### Assignment:
Only one stretch of the records below is wanted: the lines from the one holding "assert_eq!(week_start(date(2024, 11, 18)), date(2024, 11, 18));" through the one holding "let now = Utc.with_ymd_and_hms(2024, 11, 21, 9, 30, 0).unwrap();". Return it exactly, both ends included.

### Entries provided:
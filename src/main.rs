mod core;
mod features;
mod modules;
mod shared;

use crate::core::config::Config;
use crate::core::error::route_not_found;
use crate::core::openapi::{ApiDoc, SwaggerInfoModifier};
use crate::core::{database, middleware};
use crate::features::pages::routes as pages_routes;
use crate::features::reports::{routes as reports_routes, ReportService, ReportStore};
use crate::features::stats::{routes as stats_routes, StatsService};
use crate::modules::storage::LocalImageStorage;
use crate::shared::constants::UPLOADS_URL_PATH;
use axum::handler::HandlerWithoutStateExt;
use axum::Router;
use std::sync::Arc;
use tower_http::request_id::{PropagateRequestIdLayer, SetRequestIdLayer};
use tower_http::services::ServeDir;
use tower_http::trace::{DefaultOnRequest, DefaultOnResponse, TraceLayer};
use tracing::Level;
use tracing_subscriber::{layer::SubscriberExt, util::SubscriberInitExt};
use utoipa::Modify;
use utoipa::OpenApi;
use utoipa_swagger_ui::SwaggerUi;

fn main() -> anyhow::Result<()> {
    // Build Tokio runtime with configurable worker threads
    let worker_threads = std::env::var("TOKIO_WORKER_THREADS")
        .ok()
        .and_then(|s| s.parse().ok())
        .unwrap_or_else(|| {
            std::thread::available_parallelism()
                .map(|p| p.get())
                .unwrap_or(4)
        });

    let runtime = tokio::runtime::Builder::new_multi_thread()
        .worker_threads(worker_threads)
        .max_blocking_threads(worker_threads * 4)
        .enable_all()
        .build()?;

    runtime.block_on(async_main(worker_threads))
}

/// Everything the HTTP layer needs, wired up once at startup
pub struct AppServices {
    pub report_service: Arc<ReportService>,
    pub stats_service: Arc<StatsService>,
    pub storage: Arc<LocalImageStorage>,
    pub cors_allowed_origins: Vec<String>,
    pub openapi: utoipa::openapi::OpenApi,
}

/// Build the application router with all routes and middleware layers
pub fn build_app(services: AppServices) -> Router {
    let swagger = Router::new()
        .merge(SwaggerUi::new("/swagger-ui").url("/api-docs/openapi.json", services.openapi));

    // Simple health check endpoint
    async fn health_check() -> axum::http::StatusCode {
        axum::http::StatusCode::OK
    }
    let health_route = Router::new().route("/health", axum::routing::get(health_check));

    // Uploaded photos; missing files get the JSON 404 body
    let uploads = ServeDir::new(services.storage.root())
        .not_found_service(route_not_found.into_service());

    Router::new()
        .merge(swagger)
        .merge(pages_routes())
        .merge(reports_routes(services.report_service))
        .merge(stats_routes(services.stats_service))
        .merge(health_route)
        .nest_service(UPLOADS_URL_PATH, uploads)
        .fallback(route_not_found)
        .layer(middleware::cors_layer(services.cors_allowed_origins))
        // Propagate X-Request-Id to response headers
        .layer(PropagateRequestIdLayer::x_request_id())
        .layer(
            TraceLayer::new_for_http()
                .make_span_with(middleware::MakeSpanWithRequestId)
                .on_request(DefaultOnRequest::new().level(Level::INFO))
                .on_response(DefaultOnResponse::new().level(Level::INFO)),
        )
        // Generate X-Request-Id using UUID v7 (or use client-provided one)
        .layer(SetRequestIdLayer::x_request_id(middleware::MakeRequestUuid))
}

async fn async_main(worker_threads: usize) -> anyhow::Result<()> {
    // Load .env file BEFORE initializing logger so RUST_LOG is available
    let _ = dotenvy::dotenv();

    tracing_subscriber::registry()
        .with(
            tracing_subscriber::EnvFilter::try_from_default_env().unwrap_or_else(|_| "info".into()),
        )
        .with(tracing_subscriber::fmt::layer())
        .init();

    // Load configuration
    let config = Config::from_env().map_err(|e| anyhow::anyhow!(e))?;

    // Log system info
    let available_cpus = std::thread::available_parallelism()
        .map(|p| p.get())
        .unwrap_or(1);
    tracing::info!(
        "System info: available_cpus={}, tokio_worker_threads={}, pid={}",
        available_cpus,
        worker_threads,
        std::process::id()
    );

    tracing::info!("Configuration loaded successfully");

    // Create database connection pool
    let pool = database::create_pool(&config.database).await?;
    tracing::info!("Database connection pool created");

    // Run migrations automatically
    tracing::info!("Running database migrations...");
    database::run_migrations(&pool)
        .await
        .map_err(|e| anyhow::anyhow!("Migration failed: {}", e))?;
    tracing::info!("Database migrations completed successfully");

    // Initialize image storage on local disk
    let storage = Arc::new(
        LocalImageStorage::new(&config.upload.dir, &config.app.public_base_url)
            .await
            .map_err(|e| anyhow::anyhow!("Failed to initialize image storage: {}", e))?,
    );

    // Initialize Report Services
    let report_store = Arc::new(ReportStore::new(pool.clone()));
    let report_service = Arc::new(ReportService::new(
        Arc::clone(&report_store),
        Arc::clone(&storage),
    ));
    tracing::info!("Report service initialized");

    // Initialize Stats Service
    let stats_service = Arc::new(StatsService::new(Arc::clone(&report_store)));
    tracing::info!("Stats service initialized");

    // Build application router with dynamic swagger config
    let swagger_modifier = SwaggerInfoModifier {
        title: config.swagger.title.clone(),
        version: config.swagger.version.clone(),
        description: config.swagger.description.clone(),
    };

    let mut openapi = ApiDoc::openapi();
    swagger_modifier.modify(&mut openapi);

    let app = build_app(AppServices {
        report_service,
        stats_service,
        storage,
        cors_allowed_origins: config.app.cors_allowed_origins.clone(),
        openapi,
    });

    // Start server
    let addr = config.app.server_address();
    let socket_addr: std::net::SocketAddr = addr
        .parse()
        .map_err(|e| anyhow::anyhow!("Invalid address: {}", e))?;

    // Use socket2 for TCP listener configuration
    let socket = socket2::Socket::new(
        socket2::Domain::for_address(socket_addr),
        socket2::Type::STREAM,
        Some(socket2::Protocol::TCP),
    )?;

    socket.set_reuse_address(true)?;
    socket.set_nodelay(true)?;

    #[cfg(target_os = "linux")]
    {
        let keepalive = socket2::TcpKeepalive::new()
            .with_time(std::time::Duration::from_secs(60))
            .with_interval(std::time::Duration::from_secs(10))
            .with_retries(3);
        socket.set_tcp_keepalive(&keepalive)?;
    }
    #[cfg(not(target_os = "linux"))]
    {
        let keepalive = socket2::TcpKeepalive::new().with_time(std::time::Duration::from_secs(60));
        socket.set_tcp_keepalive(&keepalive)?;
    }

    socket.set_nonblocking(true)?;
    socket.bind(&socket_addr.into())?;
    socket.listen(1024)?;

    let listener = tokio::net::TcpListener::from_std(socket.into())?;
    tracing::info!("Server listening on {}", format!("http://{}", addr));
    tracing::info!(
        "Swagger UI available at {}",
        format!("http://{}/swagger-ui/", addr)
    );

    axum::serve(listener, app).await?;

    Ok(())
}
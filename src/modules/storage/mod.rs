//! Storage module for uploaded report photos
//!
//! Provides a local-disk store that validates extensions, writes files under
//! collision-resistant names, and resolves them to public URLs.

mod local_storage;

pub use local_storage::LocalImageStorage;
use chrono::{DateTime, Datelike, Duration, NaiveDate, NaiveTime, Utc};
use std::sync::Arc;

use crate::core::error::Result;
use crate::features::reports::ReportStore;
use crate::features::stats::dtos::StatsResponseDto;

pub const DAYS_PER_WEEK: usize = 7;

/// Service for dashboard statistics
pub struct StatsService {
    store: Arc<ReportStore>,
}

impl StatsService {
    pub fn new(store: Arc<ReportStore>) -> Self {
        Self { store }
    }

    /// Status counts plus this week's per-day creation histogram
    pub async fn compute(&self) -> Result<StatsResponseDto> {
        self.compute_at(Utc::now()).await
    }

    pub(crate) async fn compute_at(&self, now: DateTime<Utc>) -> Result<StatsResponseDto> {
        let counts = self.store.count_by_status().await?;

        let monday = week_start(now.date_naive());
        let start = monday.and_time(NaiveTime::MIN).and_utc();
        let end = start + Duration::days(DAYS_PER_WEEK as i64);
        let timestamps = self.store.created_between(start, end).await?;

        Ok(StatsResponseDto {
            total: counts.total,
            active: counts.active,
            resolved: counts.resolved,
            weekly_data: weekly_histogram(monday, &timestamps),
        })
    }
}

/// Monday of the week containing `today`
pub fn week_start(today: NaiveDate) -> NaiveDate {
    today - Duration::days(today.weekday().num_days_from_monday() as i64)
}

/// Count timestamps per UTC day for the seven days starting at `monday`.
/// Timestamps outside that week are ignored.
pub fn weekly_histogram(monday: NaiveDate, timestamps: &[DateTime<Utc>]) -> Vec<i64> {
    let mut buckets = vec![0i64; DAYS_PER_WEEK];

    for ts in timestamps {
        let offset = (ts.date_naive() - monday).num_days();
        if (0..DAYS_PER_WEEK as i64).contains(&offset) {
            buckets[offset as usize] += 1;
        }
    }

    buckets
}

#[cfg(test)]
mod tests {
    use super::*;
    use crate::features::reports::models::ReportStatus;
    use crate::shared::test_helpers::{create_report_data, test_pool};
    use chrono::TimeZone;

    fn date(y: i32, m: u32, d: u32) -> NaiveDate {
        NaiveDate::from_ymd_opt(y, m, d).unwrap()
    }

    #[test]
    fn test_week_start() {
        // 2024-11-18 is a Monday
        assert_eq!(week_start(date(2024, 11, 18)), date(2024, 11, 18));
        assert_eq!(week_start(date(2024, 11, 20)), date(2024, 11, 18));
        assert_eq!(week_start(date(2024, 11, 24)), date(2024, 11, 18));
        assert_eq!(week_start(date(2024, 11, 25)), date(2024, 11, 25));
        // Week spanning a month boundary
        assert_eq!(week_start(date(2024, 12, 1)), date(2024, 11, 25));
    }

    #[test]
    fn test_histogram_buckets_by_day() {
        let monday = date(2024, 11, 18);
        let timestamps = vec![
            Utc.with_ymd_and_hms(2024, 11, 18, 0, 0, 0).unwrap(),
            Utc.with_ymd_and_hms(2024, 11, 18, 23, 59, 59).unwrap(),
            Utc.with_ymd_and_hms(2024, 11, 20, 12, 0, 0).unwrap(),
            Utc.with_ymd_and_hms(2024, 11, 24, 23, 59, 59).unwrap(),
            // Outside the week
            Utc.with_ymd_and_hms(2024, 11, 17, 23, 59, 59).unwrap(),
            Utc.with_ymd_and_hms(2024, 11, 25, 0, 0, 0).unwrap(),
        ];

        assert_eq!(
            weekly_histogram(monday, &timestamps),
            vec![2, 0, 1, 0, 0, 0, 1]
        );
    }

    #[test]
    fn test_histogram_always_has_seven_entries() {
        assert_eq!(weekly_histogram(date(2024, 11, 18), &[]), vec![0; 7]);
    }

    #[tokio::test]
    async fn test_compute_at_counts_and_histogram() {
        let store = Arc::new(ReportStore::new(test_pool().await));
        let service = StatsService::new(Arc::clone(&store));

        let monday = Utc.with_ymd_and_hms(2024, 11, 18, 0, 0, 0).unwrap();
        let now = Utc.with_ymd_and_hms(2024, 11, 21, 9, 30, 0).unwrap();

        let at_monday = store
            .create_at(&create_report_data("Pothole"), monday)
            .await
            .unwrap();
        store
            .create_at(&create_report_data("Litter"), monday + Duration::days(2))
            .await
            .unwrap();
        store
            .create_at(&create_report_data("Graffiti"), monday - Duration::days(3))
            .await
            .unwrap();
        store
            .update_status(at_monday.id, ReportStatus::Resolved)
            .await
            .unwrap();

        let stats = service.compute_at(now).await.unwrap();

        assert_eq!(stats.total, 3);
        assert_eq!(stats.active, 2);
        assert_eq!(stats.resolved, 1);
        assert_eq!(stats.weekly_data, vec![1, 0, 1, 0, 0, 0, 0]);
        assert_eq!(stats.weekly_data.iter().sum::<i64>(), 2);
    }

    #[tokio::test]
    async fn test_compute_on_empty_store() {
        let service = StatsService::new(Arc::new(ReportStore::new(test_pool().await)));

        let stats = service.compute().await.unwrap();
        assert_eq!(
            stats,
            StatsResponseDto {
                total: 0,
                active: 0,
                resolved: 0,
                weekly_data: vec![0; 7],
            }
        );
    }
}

### Result for this exercise:
        assert_eq!(week_start(date(2024, 11, 18)), date(2024, 11, 18));
        assert_eq!(week_start(date(2024, 11, 20)), date(2024, 11, 18));
        assert_eq!(week_start(date(2024, 11, 24)), date(2024, 11, 18));
        assert_eq!(week_start(date(2024, 11, 25)), date(2024, 11, 25));
        // Week spanning a month boundary
        assert_eq!(week_start(date(2024, 12, 1)), date(2024, 11, 25));
    }

    #[test]
    fn test_histogram_buckets_by_day() {
        let monday = date(2024, 11, 18);
        let timestamps = vec![
            Utc.with_ymd_and_hms(2024, 11, 18, 0, 0, 0).unwrap(),
            Utc.with_ymd_and_hms(2024, 11, 18, 23, 59, 59).unwrap(),
            Utc.with_ymd_and_hms(2024, 11, 20, 12, 0, 0).unwrap(),
            Utc.with_ymd_and_hms(2024, 11, 24, 23, 59, 59).unwrap(),
            // Outside the week
            Utc.with_ymd_and_hms(2024, 11, 17, 23, 59, 59).unwrap(),
            Utc.with_ymd_and_hms(2024, 11, 25, 0, 0, 0).unwrap(),
        ];

        assert_eq!(
            weekly_histogram(monday, &timestamps),
            vec![2, 0, 1, 0, 0, 0, 1]
        );
    }

    #[test]
    fn test_histogram_always_has_seven_entries() {
        assert_eq!(weekly_histogram(date(2024, 11, 18), &[]), vec![0; 7]);
    }

    #[tokio::test]
    async fn test_compute_at_counts_and_histogram() {
        let store = Arc::new(ReportStore::new(test_pool().await));
        let service = StatsService::new(Arc::clone(&store));

        let monday = Utc.with_ymd_and_hms(2024, 11, 18, 0, 0, 0).unwrap();
        let now = Utc.with_ymd_and_hms(2024, 11, 21, 9, 30, 0).unwrap();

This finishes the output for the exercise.